What is expected: Please find every line in the entries below that contains the string "bool", and copy it.

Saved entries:
++++++++++

//! Per-tick decision entry point.
//! `Agent` owns the hazard countdowns and threads them through classification and policy.
//! It does not own transport, wire decoding, or packet encoding.

use tracing::debug;

use crate::classify::{TileClasses, classify_tiles};
use crate::config::AgentConfig;
use crate::grid::{immediate_ring, manhattan};
use crate::hazard::HazardTracker;
use crate::snapshot::WorldSnapshot;
use crate::spatial::{RankMode, Selector};
use crate::types::*;

mod encoder;
mod policy;

pub use encoder::move_to_tile;
pub use policy::{BOMB_URGENCY_TICKS, CLOSE_COMBAT_DISTANCE};

#[derive(Clone, Debug)]
pub struct Agent {
    config: AgentConfig,
    hazards: HazardTracker,
    selector: Selector,
}

impl Agent {
    pub fn new(config: AgentConfig) -> Self {
        let hazards = HazardTracker::new(&config);
        let selector = Selector::new(config.min_distance);
        Self { config, hazards, selector }
    }

    /// Updates hazard state from `snapshot` and picks this tick's action.
    pub fn decide(&mut self, tick: u64, snapshot: &WorldSnapshot) -> Action {
        self.evaluate(tick, snapshot).action
    }

    /// Like [`Agent::decide`], also reporting which rule fired.
    pub fn evaluate(&mut self, tick: u64, snapshot: &WorldSnapshot) -> Decision {
        self.hazards.update(snapshot);

        let ring = immediate_ring(snapshot.me.pos);
        let classes = classify_tiles(&ring, snapshot, self.hazards.blasts());
        debug!(
            tick,
            me = ?snapshot.me,
            adversary = ?snapshot.adversary,
            bombs = self.hazards.bombs().len(),
            blasts = self.hazards.blasts().len(),
            empty = classes.empty.len(),
            safe = classes.safe.len(),
            traversable = ?classes.traversable,
            "tick observed"
        );

        let decision = self.choose(snapshot, &classes);
        debug!(
            tick,
            rule = ?decision.rule,
            target = ?decision.target,
            action = ?decision.action,
            "decided"
        );
        decision
    }

    /// Detonation request for the first bomb this agent owns, or `Idle` if it owns none.
    pub fn detonate_request(&self, snapshot: &WorldSnapshot) -> Action {
        snapshot.first_own_bomb().map_or(Action::Idle, Action::Detonate)
    }

    pub fn config(&self) -> &AgentConfig {
        &self.config
    }

    pub fn hazards(&self) -> &HazardTracker {
        &self.hazards
    }
}
//! Cross-tick countdowns for bomb fuses and blast footprints.
//! This module owns the only state the agent keeps between ticks.
//! It does not decide how to react to hazards; the policy reads the counters.
//!
//! Counters are driven purely by presence: a tile is armed on first sighting and
//! counts down on every tick it is seen again, expiring when it would reach zero.
//! Tiles that vanish from the snapshot early keep their counter as it was.

use std::collections::{BTreeMap, BTreeSet};

use tracing::trace;

use crate::config::AgentConfig;
use crate::snapshot::WorldSnapshot;
use crate::types::{EntityKind, Pos};

#[derive(Clone, Debug, Default, PartialEq, Eq)]
pub struct HazardMap {
    remaining: BTreeMap<Pos, u32>,
}

impl HazardMap {
    /// Advances every tile in `present` by one tick. Duplicate tiles count once.
    pub fn observe<I>(&mut self, present: I, initial_ticks: u32)
    where
        I: IntoIterator<Item = Pos>,
    {
        debug_assert!(initial_ticks >= 1, "armed tiles must hold at least one tick");
        let present: BTreeSet<Pos> = present.into_iter().collect();
        for pos in present {
            match self.remaining.get(&pos).copied() {
                None => {
                    trace!(?pos, ticks = initial_ticks, "hazard armed");
                    self.remaining.insert(pos, initial_ticks);
                }
                Some(ticks) if ticks > 1 => {
                    self.remaining.insert(pos, ticks - 1);
                }
                Some(_) => {
                    trace!(?pos, "hazard expired");
                    self.remove(pos);
                }
            }
        }
    }

    /// Remaining ticks at `pos`, 0 when untracked.
    pub fn ticks_remaining(&self, pos: Pos) -> u32 {
        self.remaining.get(&pos).copied().unwrap_or(0)
    }

    pub fn is_active(&self, pos: Pos) -> bool {
        self.remaining.contains_key(&pos)
    }

    /// Drops `pos` if tracked. Returns whether an entry was removed.
    pub fn remove(&mut self, pos: Pos) -> bool {
        let removed = self.remaining.remove(&pos).is_some();
        if !removed {
            trace!(?pos, "hazard already absent");
        }
        removed
    }

    pub fn iter(&self) -> impl Iterator<Item = (Pos, u32)> + '_ {
        self.remaining.iter().map(|(&pos, &ticks)| (pos, ticks))
    }

    pub fn len(&self) -> usize {
        self.remaining.len()
    }

    pub fn is_empty(&self) -> bool {
        self.remaining.is_empty()
    }
}

#[derive(Clone, Debug, PartialEq, Eq)]
pub struct HazardTracker {
    bombs: HazardMap,
    blasts: HazardMap,
    bomb_initial_ticks: u32,
    blast_initial_ticks: u32,
}

impl HazardTracker {
    pub fn new(config: &AgentConfig) -> Self {
        Self {
            bombs: HazardMap::default(),
            blasts: HazardMap::default(),
            bomb_initial_ticks: config.bomb_initial_ticks(),
            blast_initial_ticks: config.blast_initial_ticks(),
        }
    }

    /// Applies one tick of observations. Call exactly once per tick.
    pub fn update(&mut self, snapshot: &WorldSnapshot) {
        self.bombs.observe(snapshot.positions_of(EntityKind::Bomb), self.bomb_initial_ticks);
        self.blasts.observe(snapshot.positions_of(EntityKind::Blast), self.blast_initial_ticks);
    }

    pub fn bomb_ticks(&self, pos: Pos) -> u32 {
        self.bombs.ticks_remaining(pos)
    }

    pub fn blast_ticks(&self, pos: Pos) -> u32 {
        self.blasts.ticks_remaining(pos)
    }

    pub fn bombs(&self) -> &HazardMap {
        &self.bombs
    }

    pub fn blasts(&self) -> &HazardMap {
        &self.blasts
    }
}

++++++++++

Solution for this task:
    pub fn is_active(&self, pos: Pos) -> bool {
    pub fn remove(&mut self, pos: Pos) -> bool {
    pub fn is_empty(&self) -> bool {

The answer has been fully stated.